**YOUR OBJECTIVE**. Where the records below show the word "lines" in a line, please copy that line.

[Saved entries]
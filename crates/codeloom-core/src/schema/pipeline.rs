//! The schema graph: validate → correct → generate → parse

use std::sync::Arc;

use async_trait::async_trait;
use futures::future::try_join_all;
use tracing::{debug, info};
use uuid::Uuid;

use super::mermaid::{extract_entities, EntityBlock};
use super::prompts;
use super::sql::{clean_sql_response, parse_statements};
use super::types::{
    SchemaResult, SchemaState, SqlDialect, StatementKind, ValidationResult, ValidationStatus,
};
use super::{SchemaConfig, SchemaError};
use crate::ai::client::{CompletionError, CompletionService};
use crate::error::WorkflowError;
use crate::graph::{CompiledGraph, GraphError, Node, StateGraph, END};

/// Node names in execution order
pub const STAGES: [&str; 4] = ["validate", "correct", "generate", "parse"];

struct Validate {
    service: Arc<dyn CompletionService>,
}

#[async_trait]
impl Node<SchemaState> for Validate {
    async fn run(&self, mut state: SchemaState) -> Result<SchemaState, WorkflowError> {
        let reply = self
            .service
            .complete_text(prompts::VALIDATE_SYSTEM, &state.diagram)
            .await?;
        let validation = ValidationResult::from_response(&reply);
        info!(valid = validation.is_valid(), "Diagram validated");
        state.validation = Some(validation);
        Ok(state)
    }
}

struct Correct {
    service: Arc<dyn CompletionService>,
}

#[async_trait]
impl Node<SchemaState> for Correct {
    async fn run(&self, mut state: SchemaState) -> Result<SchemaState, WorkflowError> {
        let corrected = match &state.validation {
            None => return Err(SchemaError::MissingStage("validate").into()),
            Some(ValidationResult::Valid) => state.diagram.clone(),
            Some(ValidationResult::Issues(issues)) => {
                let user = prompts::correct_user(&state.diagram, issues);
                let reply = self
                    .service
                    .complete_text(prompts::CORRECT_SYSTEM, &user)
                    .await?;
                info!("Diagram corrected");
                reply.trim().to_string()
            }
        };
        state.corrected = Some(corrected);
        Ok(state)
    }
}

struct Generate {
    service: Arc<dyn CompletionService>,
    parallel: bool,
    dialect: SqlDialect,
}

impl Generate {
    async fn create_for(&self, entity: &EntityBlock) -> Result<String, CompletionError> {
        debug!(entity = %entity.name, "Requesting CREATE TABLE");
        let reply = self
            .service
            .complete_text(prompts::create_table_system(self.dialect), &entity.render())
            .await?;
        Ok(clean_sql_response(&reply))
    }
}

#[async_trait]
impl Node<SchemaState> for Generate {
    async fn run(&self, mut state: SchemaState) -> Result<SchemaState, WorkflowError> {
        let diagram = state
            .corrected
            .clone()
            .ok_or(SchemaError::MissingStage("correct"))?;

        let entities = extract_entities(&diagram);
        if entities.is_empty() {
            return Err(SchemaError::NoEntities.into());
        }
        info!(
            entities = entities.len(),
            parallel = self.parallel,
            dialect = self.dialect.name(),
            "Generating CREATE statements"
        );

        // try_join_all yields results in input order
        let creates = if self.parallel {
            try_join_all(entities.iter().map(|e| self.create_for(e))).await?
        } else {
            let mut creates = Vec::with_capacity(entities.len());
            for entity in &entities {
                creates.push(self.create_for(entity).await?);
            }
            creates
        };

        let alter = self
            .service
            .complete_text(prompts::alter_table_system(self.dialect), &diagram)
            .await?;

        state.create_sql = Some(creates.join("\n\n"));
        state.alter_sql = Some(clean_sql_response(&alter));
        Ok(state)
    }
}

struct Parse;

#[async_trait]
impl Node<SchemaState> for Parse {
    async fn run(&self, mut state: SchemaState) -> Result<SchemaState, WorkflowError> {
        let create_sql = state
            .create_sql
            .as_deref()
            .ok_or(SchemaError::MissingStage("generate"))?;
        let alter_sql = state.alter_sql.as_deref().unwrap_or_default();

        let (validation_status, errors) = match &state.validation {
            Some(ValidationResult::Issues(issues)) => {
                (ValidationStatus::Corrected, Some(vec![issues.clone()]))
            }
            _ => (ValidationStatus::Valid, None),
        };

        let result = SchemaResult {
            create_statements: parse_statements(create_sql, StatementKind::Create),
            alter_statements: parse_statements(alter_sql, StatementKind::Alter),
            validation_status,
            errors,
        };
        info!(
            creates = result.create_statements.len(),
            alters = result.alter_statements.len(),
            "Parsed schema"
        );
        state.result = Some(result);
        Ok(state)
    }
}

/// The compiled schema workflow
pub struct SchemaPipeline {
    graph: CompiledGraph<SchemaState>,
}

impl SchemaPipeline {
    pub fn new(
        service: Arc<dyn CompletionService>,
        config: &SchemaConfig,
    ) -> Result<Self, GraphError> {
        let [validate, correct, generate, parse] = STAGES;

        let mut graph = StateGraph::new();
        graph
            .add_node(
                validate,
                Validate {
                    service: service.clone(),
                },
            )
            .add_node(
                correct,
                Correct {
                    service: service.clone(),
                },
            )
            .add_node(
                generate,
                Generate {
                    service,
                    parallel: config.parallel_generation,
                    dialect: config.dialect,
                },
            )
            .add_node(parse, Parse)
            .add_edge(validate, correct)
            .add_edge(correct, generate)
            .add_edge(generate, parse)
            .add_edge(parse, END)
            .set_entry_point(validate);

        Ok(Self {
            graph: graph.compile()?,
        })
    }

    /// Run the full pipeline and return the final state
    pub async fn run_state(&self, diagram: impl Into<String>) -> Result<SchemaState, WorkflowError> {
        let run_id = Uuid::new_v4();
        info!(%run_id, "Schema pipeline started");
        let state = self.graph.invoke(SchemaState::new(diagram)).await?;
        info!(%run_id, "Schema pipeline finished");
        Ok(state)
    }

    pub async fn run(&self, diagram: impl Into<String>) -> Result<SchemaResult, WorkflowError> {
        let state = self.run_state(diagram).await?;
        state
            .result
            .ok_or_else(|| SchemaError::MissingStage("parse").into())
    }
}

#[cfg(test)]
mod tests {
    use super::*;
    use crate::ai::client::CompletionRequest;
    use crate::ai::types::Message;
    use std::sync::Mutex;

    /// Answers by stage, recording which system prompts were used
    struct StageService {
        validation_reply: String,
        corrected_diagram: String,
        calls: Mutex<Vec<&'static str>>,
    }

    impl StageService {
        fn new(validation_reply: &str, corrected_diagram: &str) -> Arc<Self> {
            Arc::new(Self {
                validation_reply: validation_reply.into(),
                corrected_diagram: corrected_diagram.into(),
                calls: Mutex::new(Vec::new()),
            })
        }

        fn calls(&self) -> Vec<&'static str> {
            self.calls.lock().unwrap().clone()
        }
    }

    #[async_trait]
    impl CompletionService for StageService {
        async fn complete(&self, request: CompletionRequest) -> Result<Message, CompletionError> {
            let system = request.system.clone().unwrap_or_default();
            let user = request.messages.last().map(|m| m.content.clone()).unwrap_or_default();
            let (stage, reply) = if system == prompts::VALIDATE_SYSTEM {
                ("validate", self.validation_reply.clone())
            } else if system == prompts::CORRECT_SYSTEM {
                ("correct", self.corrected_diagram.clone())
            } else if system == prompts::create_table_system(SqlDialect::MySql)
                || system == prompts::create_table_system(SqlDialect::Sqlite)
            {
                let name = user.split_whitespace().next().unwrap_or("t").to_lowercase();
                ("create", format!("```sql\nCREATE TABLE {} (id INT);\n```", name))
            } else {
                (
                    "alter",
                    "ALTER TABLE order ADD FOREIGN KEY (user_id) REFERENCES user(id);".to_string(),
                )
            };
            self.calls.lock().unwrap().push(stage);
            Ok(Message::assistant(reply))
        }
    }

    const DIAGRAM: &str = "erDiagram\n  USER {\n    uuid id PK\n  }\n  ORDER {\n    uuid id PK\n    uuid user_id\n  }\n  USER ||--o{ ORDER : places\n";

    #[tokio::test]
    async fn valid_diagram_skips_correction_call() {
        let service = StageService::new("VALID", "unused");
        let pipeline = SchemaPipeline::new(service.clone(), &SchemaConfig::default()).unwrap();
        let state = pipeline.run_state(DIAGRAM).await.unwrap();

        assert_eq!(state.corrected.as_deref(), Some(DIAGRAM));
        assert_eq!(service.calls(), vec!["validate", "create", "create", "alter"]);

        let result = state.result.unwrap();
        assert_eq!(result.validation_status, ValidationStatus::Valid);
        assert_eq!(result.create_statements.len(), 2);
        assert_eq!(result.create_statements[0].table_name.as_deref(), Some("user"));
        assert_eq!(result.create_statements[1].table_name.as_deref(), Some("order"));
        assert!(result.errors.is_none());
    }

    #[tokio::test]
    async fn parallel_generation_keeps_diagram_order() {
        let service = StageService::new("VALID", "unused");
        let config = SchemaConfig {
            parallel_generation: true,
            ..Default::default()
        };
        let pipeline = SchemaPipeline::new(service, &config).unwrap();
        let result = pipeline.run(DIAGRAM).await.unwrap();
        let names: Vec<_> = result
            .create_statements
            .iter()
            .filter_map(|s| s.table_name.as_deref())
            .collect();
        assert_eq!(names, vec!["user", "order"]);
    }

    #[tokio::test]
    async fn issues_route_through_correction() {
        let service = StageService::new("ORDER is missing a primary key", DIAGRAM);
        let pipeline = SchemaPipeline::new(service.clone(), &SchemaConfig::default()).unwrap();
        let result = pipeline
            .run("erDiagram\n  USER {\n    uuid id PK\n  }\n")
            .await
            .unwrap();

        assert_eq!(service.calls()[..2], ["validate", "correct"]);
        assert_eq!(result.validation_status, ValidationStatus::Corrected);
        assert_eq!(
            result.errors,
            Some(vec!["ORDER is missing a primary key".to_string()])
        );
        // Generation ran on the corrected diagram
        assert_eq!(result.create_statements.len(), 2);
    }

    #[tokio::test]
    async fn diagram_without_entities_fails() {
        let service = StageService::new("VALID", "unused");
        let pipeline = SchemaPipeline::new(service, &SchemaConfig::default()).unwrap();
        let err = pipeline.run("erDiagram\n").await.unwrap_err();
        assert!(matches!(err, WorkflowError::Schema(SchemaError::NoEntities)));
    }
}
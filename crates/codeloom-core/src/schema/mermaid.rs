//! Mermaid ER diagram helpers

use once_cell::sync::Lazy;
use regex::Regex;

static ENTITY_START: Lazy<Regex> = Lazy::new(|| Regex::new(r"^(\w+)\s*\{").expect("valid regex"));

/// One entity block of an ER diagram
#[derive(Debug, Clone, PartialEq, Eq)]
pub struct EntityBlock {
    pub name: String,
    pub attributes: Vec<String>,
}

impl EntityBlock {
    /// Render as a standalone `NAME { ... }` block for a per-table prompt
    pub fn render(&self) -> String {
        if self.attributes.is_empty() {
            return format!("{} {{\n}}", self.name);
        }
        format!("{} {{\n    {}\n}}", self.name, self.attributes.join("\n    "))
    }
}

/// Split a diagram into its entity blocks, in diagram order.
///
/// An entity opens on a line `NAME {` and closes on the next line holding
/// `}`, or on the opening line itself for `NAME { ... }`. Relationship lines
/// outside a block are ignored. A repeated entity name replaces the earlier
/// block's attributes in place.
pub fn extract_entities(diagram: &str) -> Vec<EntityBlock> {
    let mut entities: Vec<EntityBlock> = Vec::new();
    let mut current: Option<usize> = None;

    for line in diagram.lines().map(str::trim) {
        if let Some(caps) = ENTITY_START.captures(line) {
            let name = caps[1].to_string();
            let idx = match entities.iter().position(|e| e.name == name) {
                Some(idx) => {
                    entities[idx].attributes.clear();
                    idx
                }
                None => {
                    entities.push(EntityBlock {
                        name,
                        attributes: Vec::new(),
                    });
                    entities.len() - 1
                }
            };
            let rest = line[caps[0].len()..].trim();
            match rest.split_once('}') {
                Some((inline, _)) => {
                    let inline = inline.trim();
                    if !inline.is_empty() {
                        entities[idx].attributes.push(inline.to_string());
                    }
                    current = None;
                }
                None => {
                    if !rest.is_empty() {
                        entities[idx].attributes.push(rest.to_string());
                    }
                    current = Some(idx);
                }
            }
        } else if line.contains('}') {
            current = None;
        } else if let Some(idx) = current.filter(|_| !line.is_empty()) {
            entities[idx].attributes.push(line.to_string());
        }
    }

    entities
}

**OUTPUT FOR THIS TASK**.
/// `}`, or on the opening line itself for `NAME { ... }`. Relationship lines
    for line in diagram.lines().map(str::trim) {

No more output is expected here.